//! Pattern panel aggregation
//!
//! Two sources produce the same shape: [`SnapshotPatterns`] serves authored
//! groups as they were written, [`DatasetPatterns`] derives groups from the
//! calls themselves. Both are pure over their input.

use closepulse_core::utils::percentage;
use closepulse_core::{
    CallRecord, Outcome, PatternGroup, PatternItem, Result, Sentiment, config::DatasetConfig,
};
use std::collections::HashSet;
use std::path::Path;
use tracing::info;
use validator::Validate;

const SAMPLE_PATTERNS: &str = include_str!("../data/patterns.json");

/// Number of topics listed in the "Top Topics" group
pub const TOP_TOPICS: usize = 3;

/// Source of the pattern panel
pub trait PatternAggregator: Send + Sync {
    /// Groups for `records`, in display order
    fn patterns(&self, records: &[CallRecord]) -> Vec<PatternGroup>;

    /// Source name for logs
    fn name(&self) -> &'static str;
}

/// Authored groups, independent of the dataset
#[derive(Debug, Clone, PartialEq, Eq)]
pub struct SnapshotPatterns {
    groups: Vec<PatternGroup>,
}

impl SnapshotPatterns {
    /// Wrap authored groups
    ///
    /// # Errors
    ///
    /// Returns a validation error for an untitled group, an empty item text or
    /// a percentage above 100.
    pub fn new(groups: Vec<PatternGroup>) -> Result<Self> {
        for group in &groups {
            group.validate()?;
        }
        Ok(Self { groups })
    }

    /// Parse a JSON array of groups
    ///
    /// # Errors
    ///
    /// Returns an error if the JSON is malformed or a group is invalid.
    pub fn from_json(json: &str) -> Result<Self> {
        Self::new(serde_json::from_str(json)?)
    }

    /// Load a JSON array of groups from `path`
    ///
    /// # Errors
    ///
    /// Returns an error if the file cannot be read or parsed.
    pub fn from_json_file(path: &Path) -> Result<Self> {
        let snapshot = Self::from_json(&std::fs::read_to_string(path)?)?;
        info!(path = %path.display(), groups = snapshot.groups.len(), "Loaded pattern snapshot");
        Ok(snapshot)
    }

    /// The bundled three-group snapshot
    ///
    /// # Errors
    ///
    /// Returns an error only if the bundled data is malformed.
    pub fn sample() -> Result<Self> {
        Self::from_json(SAMPLE_PATTERNS)
    }

    /// Authored groups
    pub fn groups(&self) -> &[PatternGroup] {
        &self.groups
    }
}

impl PatternAggregator for SnapshotPatterns {
    fn patterns(&self, _records: &[CallRecord]) -> Vec<PatternGroup> {
        self.groups.clone()
    }

    fn name(&self) -> &'static str {
        "snapshot"
    }
}

/// Groups computed from the calls
///
/// Produces "Outcome Mix", "Sentiment Mix" and "Top Topics". Percentages are
/// shares of all calls, rounded half up. Items run from the largest share
/// down; equal shares keep first-seen order.
#[derive(Debug, Clone, Copy, Default, PartialEq, Eq)]
pub struct DatasetPatterns;

impl DatasetPatterns {
    fn outcome_mix(records: &[CallRecord]) -> PatternGroup {
        let counts = Outcome::ALL.map(|outcome| {
            let count = records.iter().filter(|r| r.outcome == outcome).count();
            (outcome.to_string(), count)
        });
        PatternGroup {
            id: 1,
            title: "Outcome Mix".to_string(),
            description: "How reviewed calls ended".to_string(),
            items: ranked(Vec::from(counts), records.len()),
        }
    }

    fn sentiment_mix(records: &[CallRecord]) -> PatternGroup {
        let counts = Sentiment::ALL.map(|sentiment| {
            let count = records.iter().filter(|r| r.sentiment == sentiment).count();
            (sentiment.to_string(), count)
        });
        PatternGroup {
            id: 2,
            title: "Sentiment Mix".to_string(),
            description: "Overall customer reaction across calls".to_string(),
            items: ranked(Vec::from(counts), records.len()),
        }
    }

    fn top_topics(records: &[CallRecord]) -> PatternGroup {
        let mut counts: Vec<(String, usize)> = Vec::new();
        for record in records {
            let mut seen = HashSet::new();
            for topic in &record.topics {
                if !seen.insert(topic.as_str()) {
                    continue;
                }
                match counts.iter_mut().find(|(name, _)| name == topic) {
                    Some((_, count)) => *count += 1,
                    None => counts.push((topic.clone(), 1)),
                }
            }
        }

        let mut items = ranked(counts, records.len());
        items.truncate(TOP_TOPICS);
        PatternGroup {
            id: 3,
            title: "Top Topics".to_string(),
            description: "Subjects raised most often".to_string(),
            items,
        }
    }
}

/// Turn `(label, count)` pairs into items sorted by descending share
fn ranked(counts: Vec<(String, usize)>, total: usize) -> Vec<PatternItem> {
    let mut counts = counts;
    // Stable sort keeps first-seen order among equal counts
    counts.sort_by(|a, b| b.1.cmp(&a.1));
    counts
        .into_iter()
        .map(|(label, count)| {
            let noun = if total == 1 { "call" } else { "calls" };
            PatternItem::new(
                format!("{label} ({count} of {total} {noun})"),
                percentage(count, total),
            )
        })
        .collect()
}

impl PatternAggregator for DatasetPatterns {
    fn patterns(&self, records: &[CallRecord]) -> Vec<PatternGroup> {
        vec![
            Self::outcome_mix(records),
            Self::sentiment_mix(records),
            Self::top_topics(records),
        ]
    }

    fn name(&self) -> &'static str {
        "dataset"
    }
}

/// Pattern source selected by configuration
///
/// `live_patterns` wins over `patterns_path`; with neither set the bundled
/// snapshot is used.
///
/// # Errors
///
/// Returns an error if the configured snapshot file cannot be loaded.
pub fn aggregator_from_config(config: &DatasetConfig) -> Result<Box<dyn PatternAggregator>> {
    if config.live_patterns {
        return Ok(Box::new(DatasetPatterns));
    }
    let snapshot = match &config.patterns_path {
        Some(path) => SnapshotPatterns::from_json_file(path)?,
        None => SnapshotPatterns::sample()?,
    };
    Ok(Box::new(snapshot))
}

#[cfg(test)]
#[allow(clippy::unwrap_used, clippy::indexing_slicing)]
mod tests {
    use super::*;
    use crate::repository::{CallRepository, InMemoryCallRepository};
    use closepulse_core::{CallId, Error, ProgressTone};
    use pretty_assertions::assert_eq;
    use proptest::prelude::*;

    fn sample() -> Vec<CallRecord> {
        InMemoryCallRepository::sample().unwrap().all().to_vec()
    }

    fn items(group: &PatternGroup) -> Vec<(&str, u8)> {
        group
            .items
            .iter()
            .map(|item| (item.text.as_str(), item.percentage))
            .collect()
    }

    #[test]
    fn test_snapshot_sample_as_authored() {
        let groups = SnapshotPatterns::sample().unwrap().patterns(&[]);
        let titles: Vec<_> = groups.iter().map(|g| g.title.as_str()).collect();
        assert_eq!(
            titles,
            vec!["Success Factors", "Common Objections", "Improvement Areas"]
        );

        // Authored order is kept even where shares are not descending
        let percentages: Vec<_> = groups[0].items.iter().map(|i| i.percentage).collect();
        assert_eq!(percentages, vec![80, 75, 90]);
        assert_eq!(groups[1].description, "Frequently encountered customer concerns");
        assert_eq!(groups[2].items[2].tone(), ProgressTone::Weak);
    }

    #[test]
    fn test_snapshot_ignores_dataset() {
        let snapshot = SnapshotPatterns::sample().unwrap();
        assert_eq!(snapshot.patterns(&sample()), snapshot.patterns(&[]));
        assert_eq!(snapshot.groups().len(), 3);
    }

    #[test]
    fn test_snapshot_rejects_out_of_range_percentage() {
        let json = r#"[{"id":1,"title":"T","description":"","items":[{"text":"x","percentage":120}]}]"#;
        let err = SnapshotPatterns::from_json(json).unwrap_err();
        assert!(matches!(err, Error::Validation { .. }));
    }

    #[test]
    fn test_dataset_patterns_on_sample() {
        let groups = DatasetPatterns.patterns(&sample());

        assert_eq!(groups[0].title, "Outcome Mix");
        assert_eq!(
            items(&groups[0]),
            vec![
                ("Won (2 of 5 calls)", 40),
                ("Pending (2 of 5 calls)", 40),
                ("Lost (1 of 5 calls)", 20),
            ]
        );

        assert_eq!(groups[1].title, "Sentiment Mix");
        assert_eq!(
            items(&groups[1]),
            vec![
                ("Positive (2 of 5 calls)", 40),
                ("Neutral (2 of 5 calls)", 40),
                ("Negative (1 of 5 calls)", 20),
            ]
        );

        assert_eq!(groups[2].title, "Top Topics");
        assert_eq!(
            items(&groups[2]),
            vec![
                ("pricing (3 of 5 calls)", 60),
                ("features (2 of 5 calls)", 40),
                ("support (2 of 5 calls)", 40),
            ]
        );
    }

    #[test]
    fn test_dataset_patterns_on_empty_dataset() {
        let groups = DatasetPatterns.patterns(&[]);
        assert_eq!(groups.len(), 3);
        assert!(groups[0].items.iter().all(|item| item.percentage == 0));
        assert!(groups[2].items.is_empty());
    }

    #[test]
    fn test_repeated_topic_counts_once_per_call() {
        let mut record = sample().swap_remove(0);
        record.id = CallId(10);
        record.topics = vec!["pricing".into(), "pricing".into()];

        let groups = DatasetPatterns.patterns(&[record]);
        assert_eq!(items(&groups[2]), vec![("pricing (1 of 1 call)", 100)]);
    }

    #[test]
    fn test_aggregator_from_config() {
        let live = DatasetConfig {
            live_patterns: true,
            ..DatasetConfig::default()
        };
        assert_eq!(aggregator_from_config(&live).unwrap().name(), "dataset");
        assert_eq!(
            aggregator_from_config(&DatasetConfig::default()).unwrap().name(),
            "snapshot"
        );
    }

    proptest! {
        #[test]
        fn prop_dataset_patterns_are_pure_and_bounded(
            picks in prop::collection::vec(0usize..5, 0..20),
        ) {
            let base = sample();
            let records: Vec<CallRecord> = picks
                .iter()
                .enumerate()
                .map(|(i, &pick)| {
                    let mut record = base[pick].clone();
                    record.id = CallId(u32::try_from(i).unwrap());
                    record
                })
                .collect();

            let first = DatasetPatterns.patterns(&records);
            prop_assert_eq!(&first, &DatasetPatterns.patterns(&records));

            for group in &first {
                prop_assert!(group.items.iter().all(|item| item.percentage <= 100));
                prop_assert!(group
                    .items
                    .windows(2)
                    .all(|pair| pair[0].percentage >= pair[1].percentage));
            }
        }
    }
}
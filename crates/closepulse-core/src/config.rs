//! Configuration management for ClosePulse

use serde::{Deserialize, Serialize};
use std::path::{Path, PathBuf};

/// Environment variable prefix, e.g. `CLOSEPULSE_SESSION__LOGIN_DELAY_MS`
pub const ENV_PREFIX: &str = "CLOSEPULSE";

/// Main configuration structure
#[derive(Debug, Clone, Serialize, Deserialize, Default)]
pub struct Config {
    /// Session persistence and simulated latency
    #[serde(default)]
    pub session: SessionConfig,

    /// Accepted credential
    #[serde(default)]
    pub auth: AuthConfig,

    /// Call and pattern data sources
    #[serde(default)]
    pub dataset: DatasetConfig,

    /// Navigation targets
    #[serde(default)]
    pub routes: RouteConfig,

    /// Logging configuration
    #[serde(default)]
    pub logging: LoggingConfig,
}

/// Session configuration
#[derive(Debug, Clone, Serialize, Deserialize)]
pub struct SessionConfig {
    /// Key of the single persisted-session slot
    #[serde(default = "default_storage_key")]
    pub storage_key: String,

    /// Directory for the file-backed store
    #[serde(default)]
    pub store_dir: Option<PathBuf>,

    /// Simulated latency of login in milliseconds
    #[serde(default = "default_latency_ms")]
    pub login_delay_ms: u64,

    /// Simulated latency of forgot-password in milliseconds
    #[serde(default = "default_latency_ms")]
    pub forgot_password_delay_ms: u64,
}

/// Accepted credential and the identity it maps to
#[derive(Debug, Clone, Serialize, Deserialize)]
pub struct AuthConfig {
    /// Accepted email
    #[serde(default = "default_email")]
    pub email: String,

    /// Accepted password
    #[serde(default = "default_password")]
    pub password: String,

    /// User id of the resulting session
    #[serde(default = "default_user_id")]
    pub user_id: String,

    /// Display name of the resulting session
    #[serde(default = "default_user_name")]
    pub user_name: String,
}

/// Dataset configuration
#[derive(Debug, Clone, Serialize, Deserialize, Default)]
pub struct DatasetConfig {
    /// JSON file of call records, replaces the embedded sample
    #[serde(default)]
    pub calls_path: Option<PathBuf>,

    /// JSON file of pattern groups, replaces the embedded snapshot
    #[serde(default)]
    pub patterns_path: Option<PathBuf>,

    /// Derive patterns from the dataset instead of the snapshot
    #[serde(default)]
    pub live_patterns: bool,
}

/// Route configuration
#[derive(Debug, Clone, Serialize, Deserialize)]
pub struct RouteConfig {
    /// Where anonymous users are sent
    #[serde(default = "default_entry_route")]
    pub entry: String,

    /// Where users land after login
    #[serde(default = "default_dashboard_route")]
    pub dashboard: String,

    /// Pause between a successful login and the redirect
    #[serde(default = "default_redirect_delay_ms")]
    pub redirect_delay_ms: u64,
}

/// Logging configuration
#[derive(Debug, Clone, Serialize, Deserialize)]
pub struct LoggingConfig {
    /// Log level
    #[serde(default = "default_log_level")]
    pub level: String,

    /// Log format (json or pretty)
    #[serde(default = "default_log_format")]
    pub format: String,

    /// Log to file
    #[serde(default)]
    pub file: Option<PathBuf>,
}

fn default_storage_key() -> String {
    "closepulse_user".to_string()
}

const fn default_latency_ms() -> u64 {
    1000
}

fn default_email() -> String {
    "demo@closepulse.com".to_string()
}

fn default_password() -> String {
    "password".to_string()
}

fn default_user_id() -> String {
    "user-1".to_string()
}

fn default_user_name() -> String {
    "Demo User".to_string()
}

fn default_entry_route() -> String {
    "/".to_string()
}

fn default_dashboard_route() -> String {
    "/dashboard".to_string()
}

const fn default_redirect_delay_ms() -> u64 {
    1500
}

fn default_log_level() -> String {
    "info".to_string()
}

fn default_log_format() -> String {
    "pretty".to_string()
}

impl Default for SessionConfig {
    fn default() -> Self {
        Self {
            storage_key: default_storage_key(),
            store_dir: None,
            login_delay_ms: default_latency_ms(),
            forgot_password_delay_ms: default_latency_ms(),
        }
    }
}

impl Default for AuthConfig {
    fn default() -> Self {
        Self {
            email: default_email(),
            password: default_password(),
            user_id: default_user_id(),
            user_name: default_user_name(),
        }
    }
}

impl Default for RouteConfig {
    fn default() -> Self {
        Self {
            entry: default_entry_route(),
            dashboard: default_dashboard_route(),
            redirect_delay_ms: default_redirect_delay_ms(),
        }
    }
}

impl Default for LoggingConfig {
    fn default() -> Self {
        Self {
            level: default_log_level(),
            format: default_log_format(),
            file: None,
        }
    }
}

impl Config {
    /// Load configuration from an optional `closepulse.*` file and the environment
    ///
    /// # Errors
    ///
    /// Returns an error if configuration cannot be loaded, parsed or validated.
    pub fn load() -> crate::Result<Self> {
        Self::build(config::File::with_name("closepulse").required(false))
    }

    /// Load configuration from an explicit file, still honouring the environment
    ///
    /// # Errors
    ///
    /// Returns an error if the file is missing or the result does not validate.
    pub fn load_from(path: &Path) -> crate::Result<Self> {
        Self::build(config::File::from(path).required(true))
    }

    fn build<S>(file: S) -> crate::Result<Self>
    where
        S: config::Source + Send + Sync + 'static,
    {
        let loaded: Self = config::Config::builder()
            .add_source(file)
            .add_source(
                config::Environment::with_prefix(ENV_PREFIX)
                    .prefix_separator("_")
                    .separator("__")
                    .try_parsing(true),
            )
            .build()
            .and_then(|c| c.try_deserialize())
            .map_err(|e| crate::Error::Configuration {
                message: e.to_string(),
            })?;

        loaded.validate()?;
        Ok(loaded)
    }

    /// Check invariants that serde defaults cannot express
    ///
    /// # Errors
    ///
    /// Returns a configuration error naming the first offending field.
    pub fn validate(&self) -> crate::Result<()> {
        if self.session.storage_key.trim().is_empty() {
            return Err(crate::Error::configuration("session.storage_key is empty"));
        }
        if self.auth.email.is_empty() || self.auth.password.is_empty() {
            return Err(crate::Error::configuration(
                "auth.email and auth.password must both be set",
            ));
        }
        if self.auth.user_id.is_empty() {
            return Err(crate::Error::configuration("auth.user_id is empty"));
        }
        for (name, route) in [
            ("routes.entry", &self.routes.entry),
            ("routes.dashboard", &self.routes.dashboard),
        ] {
            if !route.starts_with('/') {
                return Err(crate::Error::configuration(format!(
                    "{name} must start with '/', got '{route}'"
                )));
            }
        }
        Ok(())
    }
}
//! Free-text call filtering
//!
//! A record matches when its customer, its agent or any of its topics
//! contains the query, ignoring case. The empty query matches everything.
//! Queries are used as typed; surrounding whitespace is part of the needle.

use closepulse_core::CallRecord;
use closepulse_core::utils::{contains_folded, fold_case};

/// A search query, case-folded once up front
#[derive(Debug, Clone, Default, PartialEq, Eq)]
pub struct FilterQuery {
    raw: String,
    folded: String,
}

impl FilterQuery {
    /// Create a query from user input
    pub fn new(query: impl Into<String>) -> Self {
        let raw = query.into();
        let folded = fold_case(&raw);
        Self { raw, folded }
    }

    /// Query as typed
    pub fn as_str(&self) -> &str {
        &self.raw
    }

    /// Whether this is the match-all query
    pub fn is_empty(&self) -> bool {
        self.raw.is_empty()
    }

    /// Whether `record` matches
    pub fn matches(&self, record: &CallRecord) -> bool {
        contains_folded(&record.customer, &self.folded)
            || contains_folded(&record.agent, &self.folded)
            || record
                .topics
                .iter()
                .any(|topic| contains_folded(topic, &self.folded))
    }

    /// Matching records in their original order
    pub fn apply<'a>(&self, records: &'a [CallRecord]) -> Vec<&'a CallRecord> {
        records.iter().filter(|record| self.matches(record)).collect()
    }
}

impl From<&str> for FilterQuery {
    fn from(query: &str) -> Self {
        Self::new(query)
    }
}

impl From<String> for FilterQuery {
    fn from(query: String) -> Self {
        Self::new(query)
    }
}

/// Records whose customer, agent or any topic contains `query`, ignoring case
pub fn filter<'a>(records: &'a [CallRecord], query: &str) -> Vec<&'a CallRecord> {
    FilterQuery::new(query).apply(records)
}
//! Shared fixtures for session integration tests

#![allow(dead_code, unreachable_pub)]

use closepulse_session::{
    KeyValueStore, MemoryStore, SessionSettings, SessionStore, StaticCredentials,
};
use std::sync::Arc;

/// Accepted demo email
pub const DEMO_EMAIL: &str = "demo@closepulse.com";

/// Accepted demo password
pub const DEMO_PASSWORD: &str = "password";

/// Storage key used by default
pub const STORAGE_KEY: &str = "closepulse_user";

/// Store with no simulated latency over `storage`
pub fn immediate_store(storage: Arc<dyn KeyValueStore>) -> SessionStore {
    SessionStore::new(
        storage,
        Arc::new(StaticCredentials::default()),
        SessionSettings::immediate(),
    )
}

/// A fresh store over a clone of `storage`, modelling a process restart
pub fn restarted(storage: &MemoryStore) -> SessionStore {
    immediate_store(Arc::new(storage.clone()))
}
---*---
What the task asks: Reproduce each line of the material in which the string "utils" occurs.

Response area:
use closepulse_core::utils::percentage;
use closepulse_core::utils::{contains_folded, fold_case};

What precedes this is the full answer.